Mazars USA LLP, a certified public accounting firm, faced regulatory action by the New York Attorney General (NY AG) for failing to secure unencrypted sensitive personal data, including Social Security numbers, financial records, and tax documents of clients and employees. The breaches occurred due to inadequate cybersecurity measures, such as lack of encryption, weak access controls, and failure to monitor third-party vendors. While the article does not specify a direct data leak of customer information, the exposed data—if compromised—could enable identity theft, financial fraud, or reputational harm. The NY AG’s settlement required Mazars to pay $60,000 in penalties and implement stricter security protocols, including encryption, multi-factor authentication (MFA), and vendor risk assessments. The incident highlights vulnerabilities in handling highly sensitive financial and personal data, particularly in sectors like accounting where trust and confidentiality are critical. The breach did not result in confirmed theft but posed significant risks to employee and client privacy, warranting regulatory intervention.
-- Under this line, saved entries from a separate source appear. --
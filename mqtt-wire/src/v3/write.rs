//
//   This Source Code Form is subject to the terms of the Mozilla Public
//   License, v. 2.0. If a copy of the MPL was not distributed with this
//   file, You can obtain one at http://mozilla.org/MPL/2.0/.
//

/// A byte sink packets are serialized into.
///
/// Writing into a growable buffer cannot fail; size validation happens in
/// the packet writers before any byte is emitted.
pub trait PacketSink {
    fn put_u8(&mut self, byte: u8);
    fn put_slice(&mut self, bytes: &[u8]);

    fn put_u16(&mut self, value: u16) {
        self.put_slice(&value.to_be_bytes());
    }

    /// A length-prefixed MQTT string. The length must fit a `u16`, which
    /// every validated string type in this crate guarantees.
    fn put_string(&mut self, value: &str) {
        self.put_u16(value.len() as u16);
        self.put_slice(value.as_bytes());
    }

    /// Length-prefixed binary data, used for passwords and will payloads.
    fn put_binary(&mut self, value: &[u8]) {
        self.put_u16(value.len() as u16);
        self.put_slice(value);
    }
}

impl PacketSink for Vec<u8> {
    fn put_u8(&mut self, byte: u8) {
        self.push(byte);
    }

    fn put_slice(&mut self, bytes: &[u8]) {
        self.extend_from_slice(bytes);
    }
}
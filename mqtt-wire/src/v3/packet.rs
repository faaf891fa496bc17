//
//   This Source Code Form is subject to the terms of the Mozilla Public
//   License, v. 2.0. If a copy of the MPL was not distributed with this
//   file, You can obtain one at http://mozilla.org/MPL/2.0/.
//

use nom::error::{ErrorKind, FromExternalError};
use nom::number::complete::be_u16;
use nom::Parser;

use super::connect_return::{connect_return_code, ConnectReturnCode};
use super::errors::{DecodeError, EncodeError, WireError};
use super::header::{fixed_header, FixedHeader, PacketType};
use super::identifier::{packet_identifier, PacketIdentifier};
use super::integers::{variable_u32_binary_size, write_variable_u32, VARIABLE_INTEGER_MAX};
use super::qos::QualityOfService;
use super::strings::{binary, string, MqttStr};
use super::subscription::{
    subscribe_requests, subscribe_return_codes, unsubscribe_topics, SubscribeRequest,
    SubscribeReturnCode,
};
use super::version::ProtocolVersion;
use super::will::LastWill;
use super::write::PacketSink;
use super::WireResult;

#[derive(Debug, Clone, Copy, PartialEq, Eq)]
pub struct Connect<'message> {
    pub protocol_name: MqttStr<'message>,
    pub protocol_level: u8,
    pub clean_session: bool,
    pub will: Option<LastWill<'message>>,
    pub username: Option<MqttStr<'message>>,
    pub password: Option<&'message [u8]>,
    pub keep_alive: u16,
    pub client_id: MqttStr<'message>,
}

#[derive(Debug, Clone, Copy, PartialEq, Eq)]
pub struct Connack {
    pub session_present: bool,
    pub return_code: ConnectReturnCode,
}

#[derive(Debug, Clone, Copy, PartialEq, Eq)]
pub struct Publish<'message> {
    pub dup: bool,
    pub qos: QualityOfService,
    pub retain: bool,
    pub topic_name: MqttStr<'message>,
    pub id: Option<PacketIdentifier>,
    pub payload: &'message [u8],
}

#[derive(Debug, Clone, Copy, PartialEq, Eq)]
pub struct Puback {
    pub id: PacketIdentifier,
}

#[derive(Debug, Clone, Copy, PartialEq, Eq)]
pub struct Pubrec {
    pub id: PacketIdentifier,
}

#[derive(Debug, Clone, Copy, PartialEq, Eq)]
pub struct Pubrel {
    pub id: PacketIdentifier,
}

#[derive(Debug, Clone, Copy, PartialEq, Eq)]
pub struct Pubcomp {
    pub id: PacketIdentifier,
}

#[derive(Debug, Clone, PartialEq, Eq)]
pub struct Subscribe<'message> {
    pub id: PacketIdentifier,
    pub requests: Vec<SubscribeRequest<'message>>,
}

#[derive(Debug, Clone, PartialEq, Eq)]
pub struct Suback {
    pub id: PacketIdentifier,
    pub codes: Vec<SubscribeReturnCode>,
}

#[derive(Debug, Clone, PartialEq, Eq)]
pub struct Unsubscribe<'message> {
    pub id: PacketIdentifier,
    pub topics: Vec<MqttStr<'message>>,
}

#[derive(Debug, Clone, Copy, PartialEq, Eq)]
pub struct Unsuback {
    pub id: PacketIdentifier,
}

#[derive(Debug, Clone, PartialEq, Eq)]
pub enum Packet<'message> {
    Connect(Connect<'message>),
    Connack(Connack),
    Publish(Publish<'message>),
    Puback(Puback),
    Pubrec(Pubrec),
    Pubrel(Pubrel),
    Pubcomp(Pubcomp),
    Subscribe(Subscribe<'message>),
    Suback(Suback),
    Unsubscribe(Unsubscribe<'message>),
    Unsuback(Unsuback),
    Pingreq,
    Pingresp,
    Disconnect,
}

impl Connect<'_> {
    /// The protocol name/level pair announced in the variable header, if
    /// it is one this crate speaks.
    pub fn protocol_version(&self) -> Option<ProtocolVersion> {
        ProtocolVersion::from_parts(&self.protocol_name, self.protocol_level)
    }
}

impl<'message> Packet<'message> {
    pub fn packet_type(&self) -> PacketType {
        match self {
            Packet::Connect(_) => PacketType::Connect,
            Packet::Connack(_) => PacketType::Connack,
            Packet::Publish(_) => PacketType::Publish,
            Packet::Puback(_) => PacketType::Puback,
            Packet::Pubrec(_) => PacketType::Pubrec,
            Packet::Pubrel(_) => PacketType::Pubrel,
            Packet::Pubcomp(_) => PacketType::Pubcomp,
            Packet::Subscribe(_) => PacketType::Subscribe,
            Packet::Suback(_) => PacketType::Suback,
            Packet::Unsubscribe(_) => PacketType::Unsubscribe,
            Packet::Unsuback(_) => PacketType::Unsuback,
            Packet::Pingreq => PacketType::Pingreq,
            Packet::Pingresp => PacketType::Pingresp,
            Packet::Disconnect => PacketType::Disconnect,
        }
    }

    fn remaining_length(&self) -> usize {
        match self {
            Packet::Connect(Connect {
                protocol_name,
                will,
                username,
                password,
                client_id,
                ..
            }) => {
                protocol_name.encoded_len()
                    + 1 // protocol level
                    + 1 // connect flags
                    + 2 // keep alive
                    + client_id.encoded_len()
                    + will.as_ref().map(LastWill::encoded_len).unwrap_or_default()
                    + username
                        .as_ref()
                        .map(MqttStr::encoded_len)
                        .unwrap_or_default()
                    + password.map(|p| 2 + p.len()).unwrap_or_default()
            }
            Packet::Connack(_) => 2,
            Packet::Publish(Publish {
                topic_name,
                id,
                payload,
                ..
            }) => {
                topic_name.encoded_len()
                    + id.as_ref()
                        .map(PacketIdentifier::encoded_len)
                        .unwrap_or_default()
                    + payload.len()
            }
            Packet::Puback(_) | Packet::Pubrec(_) | Packet::Pubrel(_) | Packet::Pubcomp(_) => 2,
            Packet::Subscribe(Subscribe { id, requests }) => {
                id.encoded_len()
                    + requests
                        .iter()
                        .map(SubscribeRequest::encoded_len)
                        .sum::<usize>()
            }
            Packet::Suback(Suback { id, codes }) => id.encoded_len() + codes.len(),
            Packet::Unsubscribe(Unsubscribe { id, topics }) => {
                id.encoded_len() + topics.iter().map(MqttStr::encoded_len).sum::<usize>()
            }
            Packet::Unsuback(_) => 2,
            Packet::Pingreq | Packet::Pingresp | Packet::Disconnect => 0,
        }
    }

    /// The full on-wire size of this packet, fixed header included.
    pub fn binary_size(&self) -> usize {
        let remaining = self.remaining_length();
        1 + variable_u32_binary_size(remaining.min(VARIABLE_INTEGER_MAX as usize) as u32)
            + remaining
    }

    fn first_byte(&self) -> u8 {
        let flags = match self {
            Packet::Publish(Publish {
                dup, qos, retain, ..
            }) => ((*dup as u8) << 3) | (qos.to_byte() << 1) | (*retain as u8),
            _ => self
                .packet_type()
                .required_flags()
                .unwrap_or_default(),
        };

        (self.packet_type().to_nibble() << 4) | flags
    }

    pub fn write<S: PacketSink>(&self, sink: &mut S) -> Result<(), EncodeError> {
        let remaining = self.remaining_length();
        if remaining > VARIABLE_INTEGER_MAX as usize {
            return Err(EncodeError::PacketTooLarge(remaining));
        }

        sink.put_u8(self.first_byte());
        write_variable_u32(remaining as u32, sink)?;

        match self {
            Packet::Connect(Connect {
                protocol_name,
                protocol_level,
                clean_session,
                will,
                username,
                password,
                keep_alive,
                client_id,
            }) => {
                sink.put_string(protocol_name);
                sink.put_u8(*protocol_level);

                let mut connect_flags = 0u8;
                if username.is_some() {
                    connect_flags |= 0b1000_0000;
                }
                if password.is_some() {
                    connect_flags |= 0b0100_0000;
                }
                if let Some(will) = will {
                    if will.retain {
                        connect_flags |= 0b0010_0000;
                    }
                    connect_flags |= will.qos.to_byte() << 3;
                    connect_flags |= 0b0000_0100;
                }
                if *clean_session {
                    connect_flags |= 0b0000_0010;
                }
                sink.put_u8(connect_flags);
                sink.put_u16(*keep_alive);

                sink.put_string(client_id);

                if let Some(will) = will {
                    sink.put_string(&will.topic);
                    sink.put_binary(will.payload);
                }
                if let Some(username) = username {
                    sink.put_string(username);
                }
                if let Some(password) = password {
                    sink.put_binary(password);
                }
            }
            Packet::Connack(Connack {
                session_present,
                return_code,
            }) => {
                sink.put_u8(*session_present as u8);
                sink.put_u8(*return_code as u8);
            }
            Packet::Publish(Publish {
                topic_name,
                id,
                payload,
                ..
            }) => {
                sink.put_string(topic_name);
                if let Some(id) = id {
                    sink.put_u16(id.get());
                }
                sink.put_slice(payload);
            }
            Packet::Puback(Puback { id })
            | Packet::Pubrec(Pubrec { id })
            | Packet::Pubrel(Pubrel { id })
            | Packet::Pubcomp(Pubcomp { id })
            | Packet::Unsuback(Unsuback { id }) => {
                sink.put_u16(id.get());
            }
            Packet::Subscribe(Subscribe { id, requests }) => {
                sink.put_u16(id.get());
                for request in requests {
                    sink.put_string(&request.topic);
                    sink.put_u8(request.qos.to_byte());
                }
            }
            Packet::Suback(Suback { id, codes }) => {
                sink.put_u16(id.get());
                for code in codes {
                    sink.put_u8(*code as u8);
                }
            }
            Packet::Unsubscribe(Unsubscribe { id, topics }) => {
                sink.put_u16(id.get());
                for topic in topics {
                    sink.put_string(topic);
                }
            }
            Packet::Pingreq | Packet::Pingresp | Packet::Disconnect => {}
        }

        Ok(())
    }
}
On October 10, 2012, Accume Partners suffered a data breach due to a stolen laptop belonging to WeiserMazars, LLC, an affiliated third-party service provider. The incident was reported by the California Office of the Attorney General on December 10, 2012. The breach exposed sensitive personal information of plan participants, specifically names and Social Security numbers (SSNs). The compromised data belonged to individuals associated with Accume Partners’ retirement or benefit plans, raising concerns over potential identity theft, financial fraud, or misuse of the exposed SSNs. While the exact number of affected individuals was not specified in the report, the exposure of such highly sensitive information posed a significant risk to the privacy and financial security of the impacted participants. The breach stemmed from the physical theft of an unencrypted or inadequately secured device, highlighting vulnerabilities in data protection protocols involving third-party vendors.